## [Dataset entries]
■ ■ ■ ■ ■ ■ ■
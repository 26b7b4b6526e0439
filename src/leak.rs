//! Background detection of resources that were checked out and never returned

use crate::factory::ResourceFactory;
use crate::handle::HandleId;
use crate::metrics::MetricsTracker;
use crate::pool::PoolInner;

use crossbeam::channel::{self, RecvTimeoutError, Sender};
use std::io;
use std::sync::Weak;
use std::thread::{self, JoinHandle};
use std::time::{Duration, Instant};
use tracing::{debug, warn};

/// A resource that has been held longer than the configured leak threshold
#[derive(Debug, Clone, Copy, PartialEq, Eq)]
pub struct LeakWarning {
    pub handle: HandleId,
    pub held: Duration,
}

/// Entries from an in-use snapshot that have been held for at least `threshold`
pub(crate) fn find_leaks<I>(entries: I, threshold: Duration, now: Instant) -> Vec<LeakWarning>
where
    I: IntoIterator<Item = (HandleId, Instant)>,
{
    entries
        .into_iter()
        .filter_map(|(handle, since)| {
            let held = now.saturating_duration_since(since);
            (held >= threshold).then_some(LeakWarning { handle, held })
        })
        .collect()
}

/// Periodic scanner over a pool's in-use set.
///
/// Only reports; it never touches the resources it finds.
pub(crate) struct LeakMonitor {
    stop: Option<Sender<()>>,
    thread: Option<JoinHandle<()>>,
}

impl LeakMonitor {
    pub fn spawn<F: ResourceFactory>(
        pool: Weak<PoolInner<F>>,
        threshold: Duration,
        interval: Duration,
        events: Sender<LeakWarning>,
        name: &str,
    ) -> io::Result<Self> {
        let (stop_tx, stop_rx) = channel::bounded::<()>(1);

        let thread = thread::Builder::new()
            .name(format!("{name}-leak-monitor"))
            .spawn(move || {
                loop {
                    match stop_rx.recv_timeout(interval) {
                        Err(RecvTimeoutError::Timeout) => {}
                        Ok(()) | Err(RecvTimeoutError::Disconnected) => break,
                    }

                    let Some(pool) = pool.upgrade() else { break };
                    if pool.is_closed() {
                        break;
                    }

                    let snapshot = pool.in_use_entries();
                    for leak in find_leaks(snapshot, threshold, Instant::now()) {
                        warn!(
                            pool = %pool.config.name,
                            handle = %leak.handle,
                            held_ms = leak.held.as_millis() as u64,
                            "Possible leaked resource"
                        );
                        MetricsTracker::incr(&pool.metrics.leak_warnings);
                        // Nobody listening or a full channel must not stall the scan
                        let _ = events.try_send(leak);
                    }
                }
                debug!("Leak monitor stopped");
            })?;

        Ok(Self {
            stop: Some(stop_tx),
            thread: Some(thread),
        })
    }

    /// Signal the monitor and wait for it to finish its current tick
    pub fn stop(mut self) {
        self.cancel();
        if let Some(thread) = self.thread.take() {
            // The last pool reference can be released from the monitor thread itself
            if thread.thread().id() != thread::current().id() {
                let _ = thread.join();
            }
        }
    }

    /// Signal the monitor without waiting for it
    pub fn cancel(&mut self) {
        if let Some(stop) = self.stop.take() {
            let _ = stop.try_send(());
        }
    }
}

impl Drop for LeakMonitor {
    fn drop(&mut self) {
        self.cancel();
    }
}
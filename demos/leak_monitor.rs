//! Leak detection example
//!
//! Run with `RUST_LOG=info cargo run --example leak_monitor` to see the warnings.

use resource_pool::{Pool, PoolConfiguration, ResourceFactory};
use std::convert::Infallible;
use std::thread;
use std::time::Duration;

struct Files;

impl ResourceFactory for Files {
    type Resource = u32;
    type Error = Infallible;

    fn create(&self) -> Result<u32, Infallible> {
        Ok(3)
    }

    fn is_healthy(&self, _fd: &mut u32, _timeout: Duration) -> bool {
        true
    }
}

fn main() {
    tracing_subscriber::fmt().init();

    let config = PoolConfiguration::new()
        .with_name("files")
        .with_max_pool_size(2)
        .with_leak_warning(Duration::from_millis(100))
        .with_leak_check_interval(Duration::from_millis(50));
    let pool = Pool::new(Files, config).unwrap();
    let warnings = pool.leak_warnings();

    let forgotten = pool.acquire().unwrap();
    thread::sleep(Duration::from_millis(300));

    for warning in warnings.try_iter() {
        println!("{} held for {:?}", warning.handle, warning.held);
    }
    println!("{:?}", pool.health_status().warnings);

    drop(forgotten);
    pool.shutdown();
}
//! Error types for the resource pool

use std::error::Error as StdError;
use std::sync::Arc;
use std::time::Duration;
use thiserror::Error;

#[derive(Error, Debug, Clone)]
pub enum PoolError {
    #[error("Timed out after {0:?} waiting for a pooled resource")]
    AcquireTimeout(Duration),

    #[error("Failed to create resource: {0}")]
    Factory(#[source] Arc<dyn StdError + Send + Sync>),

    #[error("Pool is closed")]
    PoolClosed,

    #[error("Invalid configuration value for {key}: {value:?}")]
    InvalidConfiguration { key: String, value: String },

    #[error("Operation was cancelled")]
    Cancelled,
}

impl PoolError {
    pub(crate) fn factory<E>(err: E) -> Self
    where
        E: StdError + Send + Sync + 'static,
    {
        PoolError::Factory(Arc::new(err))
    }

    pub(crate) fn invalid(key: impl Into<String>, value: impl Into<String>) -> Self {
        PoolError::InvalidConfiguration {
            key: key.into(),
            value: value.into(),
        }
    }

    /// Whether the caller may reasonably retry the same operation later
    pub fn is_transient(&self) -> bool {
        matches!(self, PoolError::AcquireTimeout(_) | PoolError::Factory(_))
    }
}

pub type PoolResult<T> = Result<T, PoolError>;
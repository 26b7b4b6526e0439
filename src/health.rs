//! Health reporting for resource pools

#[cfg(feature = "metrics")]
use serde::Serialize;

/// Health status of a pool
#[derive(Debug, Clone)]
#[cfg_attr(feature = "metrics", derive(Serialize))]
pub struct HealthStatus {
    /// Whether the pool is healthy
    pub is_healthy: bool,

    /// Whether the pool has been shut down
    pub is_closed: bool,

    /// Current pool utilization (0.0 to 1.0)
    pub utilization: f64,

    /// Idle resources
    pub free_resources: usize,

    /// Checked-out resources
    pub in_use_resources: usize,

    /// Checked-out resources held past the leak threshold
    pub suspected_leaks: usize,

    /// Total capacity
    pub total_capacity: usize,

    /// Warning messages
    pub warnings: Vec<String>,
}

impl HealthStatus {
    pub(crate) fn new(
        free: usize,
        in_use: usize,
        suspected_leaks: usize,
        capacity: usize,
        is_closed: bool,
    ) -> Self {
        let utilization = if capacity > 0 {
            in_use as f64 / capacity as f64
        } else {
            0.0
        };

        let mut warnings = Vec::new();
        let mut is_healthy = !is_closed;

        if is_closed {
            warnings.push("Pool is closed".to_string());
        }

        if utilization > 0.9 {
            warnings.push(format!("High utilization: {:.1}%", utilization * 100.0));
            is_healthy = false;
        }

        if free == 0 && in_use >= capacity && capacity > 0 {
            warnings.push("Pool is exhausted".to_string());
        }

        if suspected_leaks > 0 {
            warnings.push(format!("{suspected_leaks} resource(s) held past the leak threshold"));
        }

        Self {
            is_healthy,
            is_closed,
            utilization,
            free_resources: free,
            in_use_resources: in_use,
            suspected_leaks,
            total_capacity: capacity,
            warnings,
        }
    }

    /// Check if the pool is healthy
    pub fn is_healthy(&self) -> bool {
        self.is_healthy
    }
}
■ ■ ■ ■ ■ ■ ■
## [Task directions]
In full and unchanged, repeat the data above.

## [Reply to the task]
repository 26b7b4b6526e0439
filename src/leak.rs
//! Background detection of resources that were checked out and never returned

use crate::factory::ResourceFactory;
use crate::handle::HandleId;
use crate::metrics::MetricsTracker;
use crate::pool::PoolInner;

use crossbeam::channel::{self, RecvTimeoutError, Sender};
use std::io;
use std::sync::Weak;
use std::thread::{self, JoinHandle};
use std::time::{Duration, Instant};
use tracing::{debug, warn};

/// A resource that has been held longer than the configured leak threshold
#[derive(Debug, Clone, Copy, PartialEq, Eq)]
pub struct LeakWarning {
    pub handle: HandleId,
    pub held: Duration,
}

/// Entries from an in-use snapshot that have been held for at least `threshold`
pub(crate) fn find_leaks<I>(entries: I, threshold: Duration, now: Instant) -> Vec<LeakWarning>
where
    I: IntoIterator<Item = (HandleId, Instant)>,
{
    entries
        .into_iter()
        .filter_map(|(handle, since)| {
            let held = now.saturating_duration_since(since);
            (held >= threshold).then_some(LeakWarning { handle, held })
        })
        .collect()
}

/// Periodic scanner over a pool's in-use set.
///
/// Only reports; it never touches the resources it finds.
pub(crate) struct LeakMonitor {
    stop: Option<Sender<()>>,
    thread: Option<JoinHandle<()>>,
}

impl LeakMonitor {
    pub fn spawn<F: ResourceFactory>(
        pool: Weak<PoolInner<F>>,
        threshold: Duration,
        interval: Duration,
        events: Sender<LeakWarning>,
        name: &str,
    ) -> io::Result<Self> {
        let (stop_tx, stop_rx) = channel::bounded::<()>(1);

        let thread = thread::Builder::new()
            .name(format!("{name}-leak-monitor"))
            .spawn(move || {
                loop {
                    match stop_rx.recv_timeout(interval) {
                        Err(RecvTimeoutError::Timeout) => {}
                        Ok(()) | Err(RecvTimeoutError::Disconnected) => break,
                    }

                    let Some(pool) = pool.upgrade() else { break };
                    if pool.is_closed() {
                        break;
                    }

                    let snapshot = pool.in_use_entries();
                    for leak in find_leaks(snapshot, threshold, Instant::now()) {
                        warn!(
                            pool = %pool.config.name,
                            handle = %leak.handle,
                            held_ms = leak.held.as_millis() as u64,
                            "Possible leaked resource"
                        );
                        MetricsTracker::incr(&pool.metrics.leak_warnings);
                        // Nobody listening or a full channel must not stall the scan
                        let _ = events.try_send(leak);
                    }
                }
                debug!("Leak monitor stopped");
            })?;

        Ok(Self {
            stop: Some(stop_tx),
            thread: Some(thread),
        })
    }

    /// Signal the monitor and wait for it to finish its current tick
    pub fn stop(mut self) {
        self.cancel();
        if let Some(thread) = self.thread.take() {
            // The last pool reference can be released from the monitor thread itself
            if thread.thread().id() != thread::current().id() {
                let _ = thread.join();
            }
        }
    }

    /// Signal the monitor without waiting for it
    pub fn cancel(&mut self) {
        if let Some(stop) = self.stop.take() {
            let _ = stop.try_send(());
        }
    }
}

impl Drop for LeakMonitor {
    fn drop(&mut self) {
        self.cancel();
    }
}
filename demos/leak_monitor.rs
//! Leak detection example
//!
//! Run with `RUST_LOG=info cargo run --example leak_monitor` to see the warnings.

use resource_pool::{Pool, PoolConfiguration, ResourceFactory};
use std::convert::Infallible;
use std::thread;
use std::time::Duration;

struct Files;

impl ResourceFactory for Files {
    type Resource = u32;
    type Error = Infallible;

    fn create(&self) -> Result<u32, Infallible> {
        Ok(3)
    }

    fn is_healthy(&self, _fd: &mut u32, _timeout: Duration) -> bool {
        true
    }
}

fn main() {
    tracing_subscriber::fmt().init();

    let config = PoolConfiguration::new()
        .with_name("files")
        .with_max_pool_size(2)
        .with_leak_warning(Duration::from_millis(100))
        .with_leak_check_interval(Duration::from_millis(50));
    let pool = Pool::new(Files, config).unwrap();
    let warnings = pool.leak_warnings();

    let forgotten = pool.acquire().unwrap();
    thread::sleep(Duration::from_millis(300));

    for warning in warnings.try_iter() {
        println!("{} held for {:?}", warning.handle, warning.held);
    }
    println!("{:?}", pool.health_status().warnings);

    drop(forgotten);
    pool.shutdown();
}
//! Error types for the resource pool

use std::error::Error as StdError;
use std::sync::Arc;
use std::time::Duration;
use thiserror::Error;

#[derive(Error, Debug, Clone)]
pub enum PoolError {
    #[error("Timed out after {0:?} waiting for a pooled resource")]
    AcquireTimeout(Duration),

    #[error("Failed to create resource: {0}")]
    Factory(#[source] Arc<dyn StdError + Send + Sync>),

    #[error("Pool is closed")]
    PoolClosed,

    #[error("Invalid configuration value for {key}: {value:?}")]
    InvalidConfiguration { key: String, value: String },

    #[error("Operation was cancelled")]
    Cancelled,
}

impl PoolError {
    pub(crate) fn factory<E>(err: E) -> Self
    where
        E: StdError + Send + Sync + 'static,
    {
        PoolError::Factory(Arc::new(err))
    }

    pub(crate) fn invalid(key: impl Into<String>, value: impl Into<String>) -> Self {
        PoolError::InvalidConfiguration {
            key: key.into(),
            value: value.into(),
        }
    }

    /// Whether the caller may reasonably retry the same operation later
    pub fn is_transient(&self) -> bool {
        matches!(self, PoolError::AcquireTimeout(_) | PoolError::Factory(_))
    }
}

pub type PoolResult<T> = Result<T, PoolError>;
repository 26b7b4b6526e0439
filename src/health.rs
//! Health reporting for resource pools

#[cfg(feature = "metrics")]
use serde::Serialize;

/// Health status of a pool
#[derive(Debug, Clone)]
#[cfg_attr(feature = "metrics", derive(Serialize))]
pub struct HealthStatus {
    /// Whether the pool is healthy
    pub is_healthy: bool,

    /// Whether the pool has been shut down
    pub is_closed: bool,

    /// Current pool utilization (0.0 to 1.0)
    pub utilization: f64,

    /// Idle resources
    pub free_resources: usize,

    /// Checked-out resources
    pub in_use_resources: usize,

    /// Checked-out resources held past the leak threshold
    pub suspected_leaks: usize,

    /// Total capacity
    pub total_capacity: usize,

    /// Warning messages
    pub warnings: Vec<String>,
}

impl HealthStatus {
    pub(crate) fn new(
        free: usize,
        in_use: usize,
        suspected_leaks: usize,
        capacity: usize,
        is_closed: bool,
    ) -> Self {
        let utilization = if capacity > 0 {
            in_use as f64 / capacity as f64
        } else {
            0.0
        };

        let mut warnings = Vec::new();
        let mut is_healthy = !is_closed;

        if is_closed {
            warnings.push("Pool is closed".to_string());
        }

        if utilization > 0.9 {
            warnings.push(format!("High utilization: {:.1}%", utilization * 100.0));
            is_healthy = false;
        }

        if free == 0 && in_use >= capacity && capacity > 0 {
            warnings.push("Pool is exhausted".to_string());
        }

        if suspected_leaks > 0 {
            warnings.push(format!("{suspected_leaks} resource(s) held past the leak threshold"));
        }

        Self {
            is_healthy,
            is_closed,
            utilization,
            free_resources: free,
            in_use_resources: in_use,
            suspected_leaks,
            total_capacity: capacity,
            warnings,
        }
    }

    /// Check if the pool is healthy
    pub fn is_healthy(&self) -> bool {
        self.is_healthy
    }
}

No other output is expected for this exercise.